Studio album by Sault
- Released: 27 September 2019
- Genre: Rhythm and blues
- Length: 33:57
- Label: Forever Living Originals
- Producer: Inflo

Sault chronology
| 5 (2019) | 7 (2019) | Untitled (Black Is) (2020) |

= 7 (Sault album) =

7 is the second studio album from British rhythm and blues musical group Sault.

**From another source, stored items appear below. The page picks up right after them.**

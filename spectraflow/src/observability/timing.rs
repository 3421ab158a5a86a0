use std::time::Instant;

/// Wall-clock timer for a named span of work.
#[derive(Debug)]
pub struct SpanTimer {
    start: Instant,
    name: String,
}

impl SpanTimer {
    /// Starts a new span timer.
    #[must_use]
    pub fn start(name: impl Into<String>) -> Self {
        Self {
            start: Instant::now(),
            name: name.into(),
        }
    }

    /// Returns the elapsed time in milliseconds.
    #[must_use]
    pub fn elapsed_ms(&self) -> u64 {
        u64::try_from(self.start.elapsed().as_millis()).unwrap_or(u64::MAX)
    }

    /// Returns the span name.
    #[must_use]
    pub fn name(&self) -> &str {
        &self.name
    }

    /// Finishes the span, logs it at debug and returns the duration.
    pub fn finish(self) -> u64 {
        let elapsed = self.elapsed_ms();
        tracing::debug!(span = %self.name, duration_ms = elapsed, "Span finished");
        elapsed
    }
}

#[cfg(test)]
mod tests {
    use super::*;

    #[test]
    fn test_span_timer() {
        let timer = SpanTimer::start("graph.build");
        assert_eq!(timer.name(), "graph.build");
        std::thread::sleep(std::time::Duration::from_millis(5));
        assert!(timer.finish() >= 5);
    }
}
//! Logging setup and timing helpers.
//!
//! The library only emits `tracing` events; installing a subscriber is left
//! to the binary through [`init_logging`].

mod logging;
mod timing;

pub use logging::{init_logging, LogFormat, LOG_ENV};
pub use timing::SpanTimer;
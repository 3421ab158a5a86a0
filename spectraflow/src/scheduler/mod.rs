//! Batch planning and execution.
//!
//! [`ExecutionPlan::compute`] groups resolvable instances into sequential
//! batches; [`Scheduler::run`] executes them and produces a [`RunReport`].

mod dag;
mod plan;
mod report;

pub use dag::{Scheduler, SchedulerConfig};
pub use plan::ExecutionPlan;
pub use report::{InstanceOutcome, RunReport, RunSummary, SkipCause};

The album has been met with positive critical reception.

==Critical reception==
In The Guardian, Alexis Petridis reviewed both 5 and 7, giving them each five stars out of five, writing that both are "fantastic, walking an idiosyncratic path that zig-zags between ESG-esque post-punk funk, early 80s boogie and something approaching neo-soul, without ever really fitting into any of those categories or sounding like straightforward homage". Reviewing the albums of the year for The Arts Desk, Barney Harsent gave 7 five out of five stars for writing compelling dance music but also deep soul music with "smooth intent and raw delivery" that are "as affecting combination as I’ve ever heard". In Q, Chris Catchpole scored this four out of five stars due to its mix of musical features and moods.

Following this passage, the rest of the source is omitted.